• **TASK DIRECTIONS**
Collect every line in the records below that contains the word "capability".
*** SOURCE MATERIAL Section Begins ***
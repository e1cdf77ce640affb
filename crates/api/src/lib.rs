//! Public API traits and types for ed25519-core
//!
//! This crate provides the public error type and the byte-encoding trait
//! shared by the field and group element types.

#![cfg_attr(not(feature = "std"), no_std)]
#![forbid(unsafe_code)]

#[cfg(all(feature = "alloc", not(feature = "std")))]
extern crate alloc;

pub mod error;
pub mod traits;

pub use error::{Error, Result};
pub use traits::Serialize;
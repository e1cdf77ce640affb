//! Point encoding vectors and cross-crate behavior

use ed25519_core_algorithms::ec::ed25519::{
    CompressedPoint, ExtendedPoint, FieldElement, BASEPOINT_COMPRESSED,
};
use ed25519_core_algorithms::error::to_core_result;
use ed25519_core_api::{Error as CoreError, Serialize};
use ed25519_core_tests::reference;
use ed25519_core_tests::vectors::{hex32, BASEPOINT_HEX, RFC8032_PUBLIC_KEYS};
use proptest::prelude::*;
use rand::{rngs::OsRng, RngCore};

#[test]
fn test_basepoint_constant_matches_hex() {
    assert_eq!(hex32(BASEPOINT_HEX), BASEPOINT_COMPRESSED);
}

#[test]
fn test_public_keys_round_trip() {
    for key in RFC8032_PUBLIC_KEYS {
        let bytes = hex32(key);
        let point = CompressedPoint::from_bytes(&bytes).decompress().unwrap();
        assert!(bool::from(point.is_on_curve()));
        assert_eq!(hex::encode(point.to_bytes()), key);
    }
}

#[test]
fn test_decode_failure_maps_to_invalid_point() {
    // scan for a y with no matching x and push it through the public error
    let mut rejected = None;
    for y in 2u8..=255 {
        let mut s = [0u8; 32];
        s[0] = y;
        if let Err(e) = ExtendedPoint::from_bytes(&s) {
            rejected = Some(e);
            break;
        }
    }
    let err = rejected.expect("some small y must be off the curve");
    let core: CoreError = to_core_result::<()>(Err(err), "public key").unwrap_err();
    assert!(core.is_invalid_point());
    assert!(core.to_string().contains("public key"));
}

#[test]
fn test_serialize_trait() {
    let c = <CompressedPoint as Serialize>::from_bytes(&BASEPOINT_COMPRESSED).unwrap();
    assert_eq!(Serialize::to_bytes(&c), BASEPOINT_COMPRESSED);

    let err = <CompressedPoint as Serialize>::from_bytes(&[0u8; 16]).unwrap_err();
    assert!(matches!(err, CoreError::InvalidLength { expected: 32, actual: 16, .. }));

    let fe = <FieldElement as Serialize>::from_bytes(&[9u8; 32]).unwrap();
    assert_eq!(Serialize::to_bytes(&fe), fe.to_bytes());
    assert!(<FieldElement as Serialize>::from_bytes(&[0u8; 33]).is_err());
}

#[test]
fn test_random_points_survive_mixed_arithmetic() {
    let mut bytes = [0u8; 32];
    let mut points = Vec::new();
    while points.len() < 8 {
        OsRng.fill_bytes(&mut bytes);
        if let Ok(p) = ExtendedPoint::from_bytes(&bytes) {
            points.push(p);
        }
    }

    for pair in points.windows(2) {
        let (p, q) = (pair[0], pair[1]);
        let cached = p.add_cached(&q.to_cached()).to_extended();
        let affine = p.add_precomputed(&q.to_precomputed()).to_extended();
        assert_eq!(cached, affine);
        assert!(bool::from(cached.is_on_curve()));
        assert_eq!(cached.sub_cached(&q.to_cached()).to_extended(), p);
    }
}

proptest! {
    #[test]
    fn decompress_accepts_only_curve_points(bytes in any::<[u8; 32]>()) {
        if let Ok(p) = ExtendedPoint::from_bytes(&bytes) {
            prop_assert!(bool::from(p.is_on_curve()));

            let y = reference::from_le(&bytes);
            let p_mod = reference::modulus();
            let one = num_bigint::BigUint::from(1u32);
            let x_is_zero = y == one || y == &p_mod - &one;
            // canonical encodings of points with x != 0 re-encode exactly
            if y < p_mod && !x_is_zero {
                prop_assert_eq!(p.to_bytes(), bytes);
            }
        }
    }
}
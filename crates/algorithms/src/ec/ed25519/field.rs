//! Field arithmetic modulo p = 2^255 - 19
//!
//! Elements are held in a redundant mixed-radix form: ten signed 32-bit
//! limbs with alternating 26/25-bit weights
//!
//! ```text
//! 2^0, 2^26, 2^51, 2^77, 2^102, 2^128, 2^153, 2^179, 2^204, 2^230
//! ```
//!
//! Limbs may be negative or wider than their nominal width. Every producing
//! operation documents the bound it guarantees, written as
//! "bounded by 1.1*2^26,1.1*2^25,..." meaning limb i is bounded by 1.1*2^26
//! when i is even and 1.1*2^25 when i is odd. The *reduced* bound is
//! 1.1*2^25,1.1*2^24,...
//!
//! Only [`FieldElement::to_bytes`] produces the canonical representative in
//! `[0, p)`. Everything else is a fixed sequence of machine operations that
//! never branches on limb values.

use core::ops::{Add, Mul, Neg, Sub};

use ed25519_core_internal::constant_time::{ct_eq_choice, ct_is_nonzero, ct_mask_i32};
use ed25519_core_internal::endian::{load3, load4};
use subtle::{Choice, ConditionallySelectable, ConstantTimeEq};
use zeroize::Zeroize;

use super::constants::FIELD_ELEMENT_SIZE;
use crate::error::{validate, Result};

/// Field element representing a value modulo p = 2^255 - 19
#[derive(Clone, Copy, Debug, Zeroize)]
pub struct FieldElement {
    // 26/25-bit alternating limbs, see module docs for bounds
    pub(crate) v: [i32; 10],
}
//! The smallest exposed text unit.

use std::fmt;
use std::rc::Rc;

use crate::access::SentenceSource;
use crate::error::{Error, Result};
use crate::types::{ParagraphId, SentenceId, SentenceInfo, StringSize};

/// One sentence of the book.
///
/// The info snapshot is fetched once at construction and fixed for the
/// instance's lifetime; text goes back to the engine on every call. A
/// sentence only exists when the engine reports a non-zero byte size for its
/// slot.
pub struct Sentence {
    info: SentenceInfo,
    source: Rc<dyn SentenceSource>,
}

impl Sentence {
    /// Builds the sentence at global `index` from its accessor capability.
    ///
    /// Fails with [`Error::CallbackMissing`] when the capability is absent,
    /// and with [`Error::ZeroSizeSentence`] when the engine reports a slot
    /// with no byte content; no instance is produced in either case.
    pub(crate) fn new(index: SentenceId, source: Option<Rc<dyn SentenceSource>>) -> Result<Self> {
        let source = source.ok_or(Error::CallbackMissing("sentence"))?;
        let info = source.fetch_info(index)?;
        if info.size.bytes == 0 {
            return Err(Error::ZeroSizeSentence(index));
        }
        Ok(Self { info, source })
    }

    /// Book-wide index of this sentence.
    pub fn index(&self) -> SentenceId {
        self.info.index
    }

    /// Index of the paragraph containing this sentence.
    pub fn paragraph_index(&self) -> ParagraphId {
        self.info.paragraph_index
    }

    /// 0-based position within the owning paragraph, as numbered by the
    /// engine. Not renumbered when earlier slots of the same paragraph are
    /// filtered as zero-size, so consumers may observe gaps.
    pub fn sentence_index(&self) -> u32 {
        self.info.local_index
    }

    /// Size of the sentence in bytes and symbols. Always greater than zero
    /// bytes.
    pub fn size(&self) -> StringSize {
        self.info.size
    }

    /// `true` when this is the first sentence of its paragraph.
    pub fn is_first(&self) -> bool {
        self.info.local_index == 0
    }

    /// Text of the sentence, fetched freshly from the engine on every call.
    pub fn text(&self) -> Result<String> {
        self.source.fetch_text(self.info.index)
    }
}

impl fmt::Debug for Sentence {
    fn fmt(&self, f: &mut fmt::Formatter<'_>) -> fmt::Result {
        f.debug_struct("Sentence")
            .field("info", &self.info)
            .finish_non_exhaustive()
    }
}
//! Plain data records shared with the engine boundary.
//!
//! Field order and `#[repr(C)]` match the native `book_parse` header, so the
//! FFI adapter can pass these structs across the boundary unchanged.

use std::ops::{Add, AddAssign};

/// Book-order position of a paragraph. Dense and 0-based.
pub type ParagraphId = u32;

/// Book-wide position of a sentence, independent of paragraph membership.
/// Dense and 0-based.
pub type SentenceId = u32;

/// Byte-length and character-count of a UTF-8 span.
///
/// The two measures are not interchangeable for non-ASCII text; the engine
/// always reports both together.
#[derive(Debug, Clone, Copy, Default, PartialEq, Eq)]
#[repr(C)]
pub struct StringSize {
    pub bytes: u32,
    pub symbols: u32,
}

impl From<&str> for StringSize {
    fn from(text: &str) -> Self {
        Self {
            bytes: text.len() as u32,
            symbols: text.chars().count() as u32,
        }
    }
}

impl AddAssign for StringSize {
    fn add_assign(&mut self, rhs: Self) {
        self.bytes += rhs.bytes;
        self.symbols += rhs.symbols;
    }
}

impl Add for StringSize {
    type Output = Self;

    fn add(mut self, rhs: Self) -> Self::Output {
        self += rhs;
        self
    }
}

/// Whole-book totals reported by the engine.
#[derive(Debug, Clone, Copy, Default, PartialEq, Eq)]
#[repr(C)]
pub struct BookInfo {
    /// Number of paragraphs in the book.
    pub paragraphs: u32,
    /// Number of sentence slots in the book, zero-size slots included.
    pub sentences: u32,
    /// Size of the whole book.
    pub size: StringSize,
}

/// Engine snapshot for one paragraph.
#[derive(Debug, Clone, Copy, Default, PartialEq, Eq)]
#[repr(C)]
pub struct ParagraphInfo {
    /// Position of the paragraph in the book.
    pub index: ParagraphId,
    /// Global index of the first sentence in this paragraph. The paragraph
    /// occupies the contiguous range `sentence_first..sentence_first + sentences`.
    pub sentence_first: SentenceId,
    /// Number of sentence slots in the paragraph, zero-size slots included.
    pub sentences: u32,
    /// Size of the whole paragraph, zero-size slots included.
    pub size: StringSize,
}

/// Engine snapshot for one sentence.
#[derive(Debug, Clone, Copy, Default, PartialEq, Eq)]
#[repr(C)]
pub struct SentenceInfo {
    /// Book-wide index of the sentence.
    pub index: SentenceId,
    /// 0-based position within the owning paragraph, as numbered by the
    /// engine's own bookkeeping.
    pub local_index: u32,
    /// Index of the owning paragraph.
    pub paragraph_index: ParagraphId,
    /// Size of the sentence.
    pub size: StringSize,
}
*** SOURCE MATERIAL Section Ends ***
• **TASK SOLUTION**
    /// Builds the sentence at global `index` from its accessor capability.
    /// Fails with [`Error::CallbackMissing`] when the capability is absent,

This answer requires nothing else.